Uma paciente de 23 anos de idade procura o serviço de cirurgia e traumatologia bucomaxilofacial, queixando-se de não conseguir abrir a boca e de “ter a cara torta”. A paciente relata ter sofrido queda da própria altura aos 4 anos de idade, que deixou uma cicatriz no mento. Ao exame físico, verificam-se desvio da linha média mandibular para a esquerda e perfil côncavo. A abertura bucal é de 17 mm. Notam-se ainda má oclusão com relação dentária em classe 2 de Angle e desvio da linha média inferior para a esquerda. Saturação de oxigênio de 96%, frequência cardíaca de 82 bpm e frequência respiratória de 17 rpm foram apresentadas no exame físico. A paciente deseja melhorar a respectiva oclusão e corrigir a assimetria facial.

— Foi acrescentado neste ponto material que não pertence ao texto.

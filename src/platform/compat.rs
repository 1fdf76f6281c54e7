// ── Untagged message arguments ────────────────────────────────────────────────
//
// Entry point for old callers that pass a message body as a bare pointer that
// may really be a small string-table id.  Only built with `legacy-compat`.

#![allow(unsafe_code)]

use std::ffi::{c_void, CStr};

use crate::message::{classify_legacy_arg, LegacyArg, MessageFlags, MessagePayload};

/// Turn a raw message argument into a tagged payload.
///
/// Classification is `classify_legacy_arg` on the pointer's numeric value,
/// so only values below `LEGACY_ID_THRESHOLD` are taken as ids.
///
/// # Safety
///
/// Unless the argument classifies as a string id, `arg` must point at a
/// NUL-terminated string (narrow when `flags` has `ANSI`, UTF-16 otherwise)
/// that stays valid for the duration of the call.
pub unsafe fn payload_from_raw(flags: MessageFlags, arg: *const c_void) -> MessagePayload {
    match classify_legacy_arg(flags, arg as usize) {
        LegacyArg::StringId(id) => MessagePayload::StringId(id),
        LegacyArg::NarrowText => {
            // SAFETY: caller guarantees a NUL-terminated narrow string.
            let bytes = unsafe { CStr::from_ptr(arg.cast()) }.to_bytes();
            MessagePayload::Narrow(bytes.to_vec())
        }
        LegacyArg::WideText => {
            let p: *const u16 = arg.cast();
            let mut len = 0usize;
            // SAFETY: caller guarantees a NUL-terminated UTF-16 string, so
            // every unit up to and including the terminator is readable.
            let units = unsafe {
                while *p.add(len) != 0 {
                    len += 1;
                }
                std::slice::from_raw_parts(p, len)
            };
            MessagePayload::Text(String::from_utf16_lossy(units))
        }
    }
}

Com base nesse caso clínico e nos conhecimentos correlatos, julgue os itens a seguir.
Após deixar o forame oval do osso esfenoide, o ramo mandibular do V par craniano emite o nervo alveolar inferior, que cruza obliquamente o espaço pterigomandibular posteriormente ao nervo lingual para penetrar no canal mandibular. Durante a execução de uma osteotomia de separação sagital, que pode ser usada tanto para avanço quanto para recuo mandibular, o nervo alveolar inferior pode ser lesado, com consequente diminuição da sensibilidade do lábio e do mento, o que constitui a principal desvantagem dessa técnica.